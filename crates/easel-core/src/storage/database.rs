//! SQLite database operations
//!
//! Provides connection pool management and database initialization for easel.
//! Several processes may open the same file; lease and lifecycle writes are
//! conditional updates, so they stay correct without any shared memory.

use crate::storage::migrations;
use anyhow::{Context, Result};
use sqlx::sqlite::{SqliteConnectOptions, SqliteJournalMode, SqlitePoolOptions, SqliteSynchronous};
use sqlx::SqlitePool;
use std::path::{Path, PathBuf};
use std::str::FromStr;
use std::time::Duration;

/// Default maximum connections in the pool
const DEFAULT_MAX_CONNECTIONS: u32 = 5;

/// How long a connection waits on a locked database file
const DEFAULT_BUSY_TIMEOUT: Duration = Duration::from_secs(5);

/// Database configuration options
#[derive(Debug, Clone)]
pub struct DatabaseConfig {
    /// Path to the SQLite database file
    pub path: PathBuf,
    /// Maximum number of connections in the pool
    pub max_connections: u32,
    /// Whether to run migrations automatically
    pub auto_migrate: bool,
    /// Journal mode (default: WAL for better concurrency)
    pub journal_mode: SqliteJournalMode,
    /// Synchronous mode (default: NORMAL for balance of safety/performance)
    pub synchronous: SqliteSynchronous,
    /// Wait this long for another writer before failing
    pub busy_timeout: Duration,
}

impl Default for DatabaseConfig {
    fn default() -> Self {
        Self {
            path: default_database_path(),
            max_connections: DEFAULT_MAX_CONNECTIONS,
            auto_migrate: true,
            journal_mode: SqliteJournalMode::Wal,
            synchronous: SqliteSynchronous::Normal,
            busy_timeout: DEFAULT_BUSY_TIMEOUT,
        }
    }
}

impl DatabaseConfig {
    /// Create a new database config with the specified path
    pub fn with_path(path: impl Into<PathBuf>) -> Self {
        Self {
            path: path.into(),
            ..Default::default()
        }
    }

    /// Create a config for an in-memory database (useful for testing)
    pub fn in_memory() -> Self {
        Self {
            path: PathBuf::from(":memory:"),
            max_connections: 1, // In-memory requires single connection
            ..Default::default()
        }
    }

    /// Set the maximum number of connections
    pub fn max_connections(mut self, max: u32) -> Self {
        self.max_connections = max;
        self
    }

    /// Set the busy timeout
    pub fn busy_timeout(mut self, timeout: Duration) -> Self {
        self.busy_timeout = timeout;
        self
    }

    /// Disable automatic migrations
    pub fn no_migrate(mut self) -> Self {
        self.auto_migrate = false;
        self
    }

    fn is_in_memory(&self) -> bool {
        self.path.to_string_lossy() == ":memory:"
    }
}

/// Get the default database path
pub fn default_database_path() -> PathBuf {
    if let Some(config_dir) = dirs::config_dir() {
        config_dir.join("easel").join("easel.db")
    } else {
        PathBuf::from("easel.db")
    }
}

/// Database connection pool wrapper
#[derive(Debug, Clone)]
pub struct Database {
    pool: SqlitePool,
    config: DatabaseConfig,
}

impl Database {
    /// Create a new database connection with the given configuration
    pub async fn new(config: DatabaseConfig) -> Result<Self> {
        // Ensure the directory exists
        if let Some(parent) = config.path.parent() {
            if !config.is_in_memory() && !parent.as_os_str().is_empty() && !parent.exists() {
                std::fs::create_dir_all(parent)
                    .with_context(|| format!("Failed to create database directory: {:?}", parent))?;
            }
        }

        let connection_str = if config.is_in_memory() {
            "sqlite::memory:".to_string()
        } else {
            format!("sqlite:{}?mode=rwc", config.path.display())
        };

        let connect_options = SqliteConnectOptions::from_str(&connection_str)?
            .journal_mode(config.journal_mode)
            .synchronous(config.synchronous)
            .busy_timeout(config.busy_timeout)
            .create_if_missing(true);

        let pool = SqlitePoolOptions::new()
            .max_connections(config.max_connections)
            .connect_with(connect_options)
            .await
            .with_context(|| format!("Failed to connect to database: {:?}", config.path))?;

        let db = Self {
            pool,
            config: config.clone(),
        };

        // Run migrations if auto_migrate is enabled
        if config.auto_migrate {
            db.migrate().await?;
        }

        Ok(db)
    }

    /// Open the database at `path`
    pub async fn open(path: impl Into<PathBuf>) -> Result<Self> {
        Self::new(DatabaseConfig::with_path(path)).await
    }

    /// Create a database connection with default configuration
    pub async fn default() -> Result<Self> {
        Self::new(DatabaseConfig::default()).await
    }

    /// Create an in-memory database (useful for testing)
    pub async fn in_memory() -> Result<Self> {
        Self::new(DatabaseConfig::in_memory()).await
    }

    /// Get the underlying connection pool
    pub fn pool(&self) -> &SqlitePool {
        &self.pool
    }

    /// Get the database configuration
    pub fn config(&self) -> &DatabaseConfig {
        &self.config
    }

    /// Run database migrations
    pub async fn migrate(&self) -> Result<()> {
        migrations::run_migrations(&self.pool)
            .await
            .context("Failed to run database migrations")
    }

    /// Check migration status
    pub async fn migration_status(&self) -> Result<migrations::MigrationStatus> {
        migrations::migration_status(&self.pool)
            .await
            .context("Failed to check migration status")
    }

    /// Check if database is healthy
    pub async fn health_check(&self) -> Result<()> {
        sqlx::query("SELECT 1")
            .fetch_one(&self.pool)
            .await
            .context("Database health check failed")?;
        Ok(())
    }

    /// Close the database connection pool
    pub async fn close(&self) {
        self.pool.close().await;
    }

    /// Get the database file path
    pub fn path(&self) -> &Path {
        &self.config.path
    }
}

------------

- Work instruction -
From the data, list each line in which the string "migrations" appears.

- Response -
use crate::storage::migrations;
    /// Whether to run migrations automatically
    /// Disable automatic migrations
        // Run migrations if auto_migrate is enabled
    /// Run database migrations
        migrations::run_migrations(&self.pool)
            .context("Failed to run database migrations")
    pub async fn migration_status(&self) -> Result<migrations::MigrationStatus> {
        migrations::migration_status(&self.pool)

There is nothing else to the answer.